Он шёл с пустой головой, его ноги узнавали
Во-он его изба и ворота с навесом на обе стороны, а в воротах калитка с дыркой, если в дырку просунуть руку, то там и щеколда.
Он подошёл, поправил на плечах сидор, сунул руку в дырку, нащупал щеколду и поднял, калитка поддалась. Во дворе звякнул цепью Гунявый – старый, лохматый пёс, поскуливая и мотая большой головой, пошёл к Иннокентию. Окна мало-мало светились, и открылась дверь. В просвете стояла Марья с пустыми руками. Иннокентий увидел и облегчённо вздохнул.
– Я знала, што ты придёшь.
Иннокентий сидел за столом.
– Отец Василий сказывал?
Марья кивнула и поднялась.
Половина комнаты была занавешена, и Марья говорила тихо. Кешка тоже говорил тихо.
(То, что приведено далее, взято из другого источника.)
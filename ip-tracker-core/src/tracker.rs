//! Controller for the tracker screen.
//!
//! A [`Tracker`] owns the view state and every fetch it started. Fetches run
//! on the tokio runtime inside a [`JoinSet`]; dropping the tracker (or calling
//! [`Tracker::dismiss`]) aborts whatever is still in flight.

use std::sync::Arc;

use tokio::{sync::watch, task::JoinSet};
use tracing::{debug, warn};

use crate::{
    FetchError, LocationRecord, QueryError,
    provider::{LocationProvider, parse_ip},
    state::{Applied, QueryTicket, ViewState},
};

pub struct Tracker {
    provider: Arc<dyn LocationProvider>,
    state: Arc<watch::Sender<ViewState>>,
    tasks: JoinSet<()>,
}

impl Tracker {
    pub fn new(provider: Arc<dyn LocationProvider>) -> Self {
        let (state, _) = watch::channel(ViewState::default());
        Self { provider, state: Arc::new(state), tasks: JoinSet::new() }
    }

    /// Receiver that sees every complete state transition.
    pub fn subscribe(&self) -> watch::Receiver<ViewState> {
        self.state.subscribe()
    }

    pub fn snapshot(&self) -> ViewState {
        self.state.borrow().clone()
    }

    pub fn set_input(&self, text: impl Into<String>) {
        let text = text.into();
        self.state.send_modify(|s| s.set_input(text));
    }

    /// Start a lookup for the current input in the background.
    pub fn search(&mut self) -> QueryTicket {
        self.reap();

        let (ticket, input) = self.begin();

        let provider = Arc::clone(&self.provider);
        let state = Arc::clone(&self.state);
        self.tasks.spawn(async move {
            let result = lookup(provider.as_ref(), &input).await;
            // Surfaced through the view state.
            let _ = apply(&state, ticket, result);
        });

        ticket
    }

    /// Run a lookup for the current input and wait for it to land.
    pub async fn search_and_wait(&mut self) -> Result<Applied, QueryError> {
        self.reap();

        let (ticket, input) = self.begin();

        let result = lookup(self.provider.as_ref(), &input).await;
        apply(&self.state, ticket, result)
    }

    fn begin(&self) -> (QueryTicket, String) {
        let mut ticket = QueryTicket::default();
        let mut input = String::new();
        self.state.send_modify(|s| {
            ticket = s.begin_query();
            input = s.input.clone();
        });
        debug!(seq = ticket.seq(), %input, "search issued");
        (ticket, input)
    }

    /// Number of fetches that have not been reaped yet.
    pub fn in_flight(&self) -> usize {
        self.tasks.len()
    }

    /// Wait until every background fetch has finished.
    pub async fn wait_idle(&mut self) {
        while let Some(res) = self.tasks.join_next().await {
            log_join(res);
        }
    }

    /// Abort all in-flight fetches; their results are never applied and a
    /// pending query goes back to idle.
    pub fn dismiss(&mut self) {
        if !self.tasks.is_empty() {
            debug!(count = self.tasks.len(), "aborting in-flight lookups");
        }
        self.tasks.abort_all();
        self.reap();
        self.state.send_if_modified(ViewState::cancel_query);
    }

    fn reap(&mut self) {
        while let Some(res) = self.tasks.try_join_next() {
            log_join(res);
        }
    }
}

impl Drop for Tracker {
    fn drop(&mut self) {
        self.tasks.abort_all();
    }
}

async fn lookup(provider: &dyn LocationProvider, input: &str) -> Result<LocationRecord, FetchError> {
    let ip = parse_ip(input)?;
    provider.fetch_location(&ip.to_string()).await
}

fn apply(
    state: &watch::Sender<ViewState>,
    ticket: QueryTicket,
    result: Result<LocationRecord, FetchError>,
) -> Result<Applied, QueryError> {
    match result {
        Ok(record) => {
            let mut outcome = Ok(Applied::Stale);
            state.send_if_modified(|s| {
                outcome = s.on_query_success(ticket, record);
                outcome != Ok(Applied::Stale)
            });
            Ok(outcome?)
        }
        Err(err) => {
            let mut applied = Applied::Stale;
            state.send_if_modified(|s| {
                applied = s.on_query_failure(ticket, &err);
                applied == Applied::Updated
            });
            match applied {
                Applied::Stale => Ok(Applied::Stale),
                Applied::Updated => Err(err.into()),
            }
        }
    }
}

fn log_join(res: Result<(), tokio::task::JoinError>) {
    match res {
        Err(err) if err.is_panic() => warn!(error = %err, "lookup task panicked"),
        _ => {}
    }
}
//! Binary crate for the `ip-tracker` command-line tool.
//!
//! This crate focuses on:
//! - Parsing CLI arguments
//! - Interactive configuration and lookups
//! - Human-friendly output formatting

use clap::Parser;
use tracing_subscriber::{EnvFilter, layer::SubscriberExt, util::SubscriberInitExt};

mod cli;

#[tokio::main]
async fn main() -> anyhow::Result<()> {
    tracing_subscriber::registry()
        .with(EnvFilter::try_from_default_env().unwrap_or_else(|_| "warn".into()))
        .with(tracing_subscriber::fmt::layer().with_writer(std::io::stderr))
        .init();

    let cmd = cli::Cli::parse();
    cmd.run().await
}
На столе стояла бутыль, два стакана, крынка с молоком, хлеб. Марья с ухватом в руках ждала у печи, когда подойдёт уха.
Иннокентий так и не придумал, как ему быть.
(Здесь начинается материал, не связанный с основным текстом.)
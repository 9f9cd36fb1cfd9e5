//! State behind the single tracker screen.
//!
//! The record, map focus and marker list only ever change together, inside
//! [`ViewState::on_query_success`]. Every query carries a [`QueryTicket`];
//! completions for anything but the latest ticket are dropped.

use std::fmt::Display;

use tracing::{info, warn};

use crate::{
    UpdateError,
    model::{Coordinate, LocationRecord, MapFocus, Marker},
};

/// Sequence number handed out when a query starts. Issued tickets start at 1.
#[derive(Debug, Clone, Copy, Default, PartialEq, Eq, PartialOrd, Ord, Hash)]
pub struct QueryTicket(u64);

impl QueryTicket {
    pub fn seq(&self) -> u64 {
        self.0
    }
}

#[derive(Debug, Clone, PartialEq, Default)]
pub enum QueryStatus {
    #[default]
    Idle,
    Requesting {
        seq: u64,
    },
    Failed {
        seq: u64,
        message: String,
    },
}

/// What happened to a completion handed to the state.
#[derive(Debug, Clone, Copy, PartialEq, Eq)]
pub enum Applied {
    Updated,
    /// A newer query was issued after this one; nothing changed.
    Stale,
}

#[derive(Debug, Clone, PartialEq, Default)]
pub struct ViewState {
    pub input: String,
    pub record: LocationRecord,
    pub focus: MapFocus,
    pub markers: Vec<Marker>,
    pub status: QueryStatus,
    latest_seq: u64,
}

impl ViewState {
    pub fn set_input(&mut self, text: impl Into<String>) {
        self.input = text.into();
    }

    pub fn begin_query(&mut self) -> QueryTicket {
        self.latest_seq += 1;
        self.status = QueryStatus::Requesting { seq: self.latest_seq };
        QueryTicket(self.latest_seq)
    }

    pub fn is_current(&self, ticket: QueryTicket) -> bool {
        ticket.0 == self.latest_seq
    }

    pub fn is_requesting(&self) -> bool {
        matches!(self.status, QueryStatus::Requesting { .. })
    }

    /// Drop out of `Requesting` when the pending query is abandoned.
    ///
    /// Returns whether the status changed. A `Failed` status stays visible.
    pub fn cancel_query(&mut self) -> bool {
        match self.status {
            QueryStatus::Requesting { seq } => {
                info!(seq, "pending query cancelled");
                self.status = QueryStatus::Idle;
                true
            }
            _ => false,
        }
    }

    pub fn error_message(&self) -> Option<&str> {
        match &self.status {
            QueryStatus::Failed { message, .. } => Some(message),
            _ => None,
        }
    }

    /// Put a decoded record on the map.
    ///
    /// If either coordinate does not parse, the status turns `Failed` and the
    /// record, focus and markers stay as they were.
    pub fn on_query_success(
        &mut self,
        ticket: QueryTicket,
        record: LocationRecord,
    ) -> Result<Applied, UpdateError> {
        if !self.is_current(ticket) {
            info!(seq = ticket.0, latest = self.latest_seq, "discarding stale result");
            return Ok(Applied::Stale);
        }

        let coordinate = match coordinate_of(&record) {
            Ok(c) => c,
            Err(err) => {
                warn!(seq = ticket.0, ip = %record.ip, error = %err, "cannot place result on map");
                self.status = QueryStatus::Failed { seq: ticket.0, message: err.to_string() };
                return Err(err);
            }
        };

        info!(seq = ticket.0, ip = %record.ip, lat = coordinate.lat, lng = coordinate.lng, "location updated");

        self.markers = vec![Marker::new(coordinate)];
        self.focus = MapFocus::focused_on(coordinate);
        self.record = record;
        self.status = QueryStatus::Idle;

        Ok(Applied::Updated)
    }

    /// Record a failed lookup. The previous result stays on screen.
    pub fn on_query_failure(&mut self, ticket: QueryTicket, error: &dyn Display) -> Applied {
        if !self.is_current(ticket) {
            info!(seq = ticket.0, latest = self.latest_seq, "discarding stale failure");
            return Applied::Stale;
        }

        warn!(seq = ticket.0, %error, "location query failed");
        self.status = QueryStatus::Failed { seq: ticket.0, message: error.to_string() };
        Applied::Updated
    }

    /// Lines for the details panel; empty until a record is present.
    pub fn details_lines(&self) -> Vec<String> {
        let r = &self.record;
        if r.is_empty() {
            return Vec::new();
        }

        vec![
            format!("IP Address: {}", r.ip),
            format!("Timezone: {}", r.time_zone.offset),
            format!("Location: {}, {}", r.city, r.country_name),
            format!("ISP: {}", r.isp),
        ]
    }
}

/// Parse the record's string coordinates into degrees.
pub fn coordinate_of(record: &LocationRecord) -> Result<Coordinate, UpdateError> {
    let lat = parse_degrees("latitude", &record.latitude, 90.0)?;
    let lng = parse_degrees("longitude", &record.longitude, 180.0)?;
    Ok(Coordinate { lat, lng })
}

fn parse_degrees(field: &'static str, value: &str, limit: f64) -> Result<f64, UpdateError> {
    value
        .trim()
        .parse::<f64>()
        .ok()
        .filter(|v| v.is_finite() && v.abs() <= limit)
        .ok_or_else(|| UpdateError::InvalidCoordinate { field, value: value.to_owned() })
}

#[cfg(test)]
mod tests {
    use super::*;
    use crate::{
        FetchError,
        model::{FOCUSED_SPAN, TimeZoneInfo},
        provider::ipgeolocation::decode_record,
    };

    const GOOGLE_DNS: &str = r#"{"ip":"8.8.8.8","time_zone":{"offset":-8},"country_name":"United States","city":"Mountain View","zipcode":"94043","isp":"Google LLC","latitude":"37.4056","longitude":"-122.0775"}"#;

    fn record(lat: &str, lng: &str) -> LocationRecord {
        LocationRecord {
            ip: "203.0.113.7".into(),
            time_zone: TimeZoneInfo { offset: 5.5 },
            country_name: "India".into(),
            city: "Mumbai".into(),
            zipcode: "400001".into(),
            isp: "Example ISP".into(),
            latitude: lat.into(),
            longitude: lng.into(),
        }
    }

    #[test]
    fn starts_with_wide_fallback_focus_and_no_marker() {
        let state = ViewState::default();
        assert_eq!(state.focus, MapFocus::default());
        assert!(state.markers.is_empty());
        assert!(state.details_lines().is_empty());
        assert_eq!(state.status, QueryStatus::Idle);
    }

    #[test]
    fn google_dns_scenario() {
        let mut state = ViewState::default();
        state.set_input("8.8.8.8");

        let ticket = state.begin_query();
        assert!(state.is_requesting());

        let rec = decode_record(GOOGLE_DNS).unwrap();
        assert_eq!(state.on_query_success(ticket, rec), Ok(Applied::Updated));

        assert_eq!(state.markers.len(), 1);
        let expected = Coordinate { lat: 37.4056, lng: -122.0775 };
        assert_eq!(state.markers[0].coordinate, expected);
        assert_eq!(state.focus.center, expected);
        assert_eq!(state.focus.span, FOCUSED_SPAN);
        assert_eq!(state.status, QueryStatus::Idle);

        assert_eq!(
            state.details_lines(),
            vec![
                "IP Address: 8.8.8.8",
                "Timezone: -8",
                "Location: Mountain View, United States",
                "ISP: Google LLC",
            ]
        );
    }

    #[test]
    fn fractional_offset_is_printed_as_is() {
        let mut state = ViewState::default();
        let ticket = state.begin_query();
        state.on_query_success(ticket, record("19.07", "72.88")).unwrap();
        assert_eq!(state.details_lines()[1], "Timezone: 5.5");
    }

    #[test]
    fn new_result_replaces_the_marker() {
        let mut state = ViewState::default();

        let first = state.begin_query();
        state.on_query_success(first, record("10", "20")).unwrap();
        let first_id = state.markers[0].id;

        let second = state.begin_query();
        state.on_query_success(second, record("-10", "-20")).unwrap();

        assert_eq!(state.markers.len(), 1);
        assert_ne!(state.markers[0].id, first_id);
        assert_eq!(state.markers[0].coordinate, Coordinate { lat: -10.0, lng: -20.0 });
    }

    #[test]
    fn non_numeric_coordinates_leave_state_untouched() {
        let mut state = ViewState::default();
        let ticket = state.begin_query();
        state.on_query_success(ticket, record("10", "20")).unwrap();
        let before = state.clone();

        let ticket = state.begin_query();
        let err = state.on_query_success(ticket, record("north", "20")).unwrap_err();

        assert_eq!(
            err,
            UpdateError::InvalidCoordinate { field: "latitude", value: "north".into() }
        );
        assert_eq!(state.record, before.record);
        assert_eq!(state.focus, before.focus);
        assert_eq!(state.markers, before.markers);
        assert_eq!(state.error_message(), Some("invalid latitude value 'north'"));
    }

    #[test]
    fn out_of_range_longitude_is_rejected() {
        let mut state = ViewState::default();
        let ticket = state.begin_query();
        let err = state.on_query_success(ticket, record("10", "181")).unwrap_err();
        assert!(matches!(err, UpdateError::InvalidCoordinate { field: "longitude", .. }));
        assert!(state.markers.is_empty());
        assert!(state.record.is_empty());
    }

    #[test]
    fn malformed_json_keeps_defaults_and_reports_error() {
        let mut state = ViewState::default();
        let ticket = state.begin_query();

        let err = decode_record("<html>rate limited</html>").unwrap_err();
        assert_eq!(state.on_query_failure(ticket, &err), Applied::Updated);

        assert!(state.record.is_empty());
        assert_eq!(state.focus, MapFocus::default());
        assert!(state.markers.is_empty());
        assert_eq!(state.error_message(), Some("failed to parse geolocation JSON"));
    }

    #[test]
    fn missing_field_keeps_previous_result() {
        let mut state = ViewState::default();
        let ticket = state.begin_query();
        state.on_query_success(ticket, record("1", "2")).unwrap();
        let before = state.clone();

        let ticket = state.begin_query();
        let err = decode_record(r#"{"ip":"8.8.8.8"}"#).unwrap_err();
        state.on_query_failure(ticket, &err);

        assert_eq!(state.record, before.record);
        assert_eq!(state.focus, before.focus);
        assert_eq!(state.markers, before.markers);
        assert!(state.error_message().is_some());
    }

    #[test]
    fn stale_success_is_discarded() {
        let mut state = ViewState::default();
        let older = state.begin_query();
        let newer = state.begin_query();

        state.on_query_success(newer, record("1", "2")).unwrap();
        let after_newer = state.clone();

        assert_eq!(state.on_query_success(older, record("3", "4")), Ok(Applied::Stale));
        assert_eq!(state, after_newer);
    }

    #[test]
    fn stale_failure_does_not_mark_newer_query_failed() {
        let mut state = ViewState::default();
        let older = state.begin_query();
        let newer = state.begin_query();

        let err = FetchError::InvalidIp("x".into());
        assert_eq!(state.on_query_failure(older, &err), Applied::Stale);
        assert_eq!(state.status, QueryStatus::Requesting { seq: newer.seq() });
    }

    #[test]
    fn cancel_returns_requesting_to_idle() {
        let mut state = ViewState::default();
        state.begin_query();

        assert!(state.cancel_query());
        assert!(!state.is_requesting());
        assert_eq!(state.status, QueryStatus::Idle);
        assert!(state.record.is_empty());
    }

    #[test]
    fn cancel_keeps_failure_visible() {
        let mut state = ViewState::default();
        let ticket = state.begin_query();
        state.on_query_failure(ticket, &"timed out");

        assert!(!state.cancel_query());
        assert_eq!(state.error_message(), Some("timed out"));
    }

    #[test]
    fn coordinates_tolerate_surrounding_whitespace() {
        let c = coordinate_of(&record(" 12.5 ", "-0.25\n")).unwrap();
        assert_eq!(c, Coordinate { lat: 12.5, lng: -0.25 });
    }
}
Марья изменилась. Она набрала. Когда она двигалась, под рубашкой колыхались большие груди, и ей пришлось расшивать юбки, потому что в бёдрах она тоже набрала. Она накинула на плечи гостинец, концы почти достигали пола, и цвет подходил к её глазам и белой коже. И Кешка понял: он её не станет убивать, только в Байкал выкинет младенца.
– Ты надолго? – спросила Марья.
– На десять дён, – ответил Иннокентий.
– Мало!
Иннокентий взялся за бутыль:
– Мишкина?
– Его, он тоже знал, что ты придёшь, и всего напринёс.
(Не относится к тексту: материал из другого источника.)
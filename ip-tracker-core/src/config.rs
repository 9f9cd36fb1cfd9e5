use anyhow::{Context, Result, anyhow};
use directories::ProjectDirs;
use serde::{Deserialize, Serialize};
use std::{fs, path::PathBuf};

/// Environment variable that overrides the stored API key.
pub const API_KEY_ENV: &str = "IPGEO_API_KEY";

/// Top-level configuration stored on disk.
///
/// Example TOML:
/// api_key = "..."
/// endpoint = "https://api.ipgeolocation.io/ipgeo"
#[derive(Debug, Clone, Serialize, Deserialize, Default, PartialEq)]
pub struct Config {
    pub api_key: Option<String>,

    /// Optional endpoint override; defaults to ipgeolocation.io.
    pub endpoint: Option<String>,
}

impl Config {
    /// API key from `IPGEO_API_KEY`, falling back to the stored one.
    pub fn resolve_api_key(&self) -> Result<String> {
        self.api_key_with_env(std::env::var(API_KEY_ENV).ok())
    }

    fn api_key_with_env(&self, env_key: Option<String>) -> Result<String> {
        env_key
            .filter(|k| !k.trim().is_empty())
            .or_else(|| self.api_key.clone().filter(|k| !k.trim().is_empty()))
            .ok_or_else(|| {
                anyhow!(
                    "No API key configured.\n\
                     Hint: run `ip-tracker configure` or set {API_KEY_ENV}."
                )
            })
    }

    pub fn set_api_key(&mut self, api_key: String) {
        self.api_key = Some(api_key);
    }

    pub fn is_configured(&self) -> bool {
        self.api_key.as_deref().is_some_and(|k| !k.trim().is_empty())
    }

    /// Load config from disk, or return an empty default if it doesn't exist yet.
    pub fn load() -> Result<Self> {
        let path = Self::config_file_path()?;
        if !path.exists() {
            // First run: no config file, return empty.
            return Ok(Self::default());
        }

        let contents = fs::read_to_string(&path)
            .with_context(|| format!("Failed to read config file: {}", path.display()))?;

        Self::from_toml(&contents)
            .with_context(|| format!("Failed to parse config file: {}", path.display()))
    }

    /// Save config to disk, creating parent directories as needed.
    pub fn save(&self) -> Result<()> {
        let path = Self::config_file_path()?;

        if let Some(parent) = path.parent() {
            fs::create_dir_all(parent).with_context(|| {
                format!("Failed to create config directory: {}", parent.display())
            })?;
        }

        fs::write(&path, self.to_toml()?)
            .with_context(|| format!("Failed to write config file: {}", path.display()))?;

        Ok(())
    }

    pub fn from_toml(contents: &str) -> Result<Self> {
        Ok(toml::from_str(contents)?)
    }

    pub fn to_toml(&self) -> Result<String> {
        toml::to_string_pretty(self).context("Failed to serialize configuration to TOML")
    }

    /// Path to the config file.
    pub fn config_file_path() -> Result<PathBuf> {
        let dirs = ProjectDirs::from("dev", "ip-tracker", "ip-tracker")
            .ok_or_else(|| anyhow!("Could not determine platform config directory"))?;

        Ok(dirs.config_dir().join("config.toml"))
    }
}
Иннокентий огляделся, ничего не изменилась, и его забрала такая тоска. Как бы всё было, ежли бы этого не было! А может, и ничего бы не было, и не было бы этого отпуска, и скакал бы он сейчас на своей Красотке куда глаза глядят.
– А где? – спросил он.
– Отнесла к отцу Василию.
– А кормишь как?
– Сбегать недалеко.
– Который уже день?
– Неделю.
Кешка встал и отдёрнул занавеску. За занавеской стояла большая городская железная кровать с блестящими шарами, кровать его родителей, в углу – сундук его родителей. Кровать была разобрана, и угол ватного лоскутного одеяла откинут рядом с подушками, будто с приглашением. На стене висела тятина курковка на кожаном ремне и патронташ. И ничего не напоминало о ребёнке. Нет, напоминало – на сундуке стоял резной деревянный раскрашенный болванчик. Детская игрушка. Иннокентий накинул шинель и вышел на крыльцо, а перед этим сказал:
– Послезавтра придёт Мишка, пойдём в сторону Ольхона, порыбалим.
– Надолго?
– Видно будет.
Ночь была тихая и чистая. Над Ангарой висела Большая Медведица с протянутой лапой или длинной мордой, отвернувшаяся от своего медвежонка. Мамка когда-то сказывала, что «медвежонок накуролесил, и медведиха от него отвернулася» и если они с братом будут «куролесить», то она тоже от них отвернётся, и тогда они с братом испугались, что их мамка превратится в медведиху, а тятя улыбался.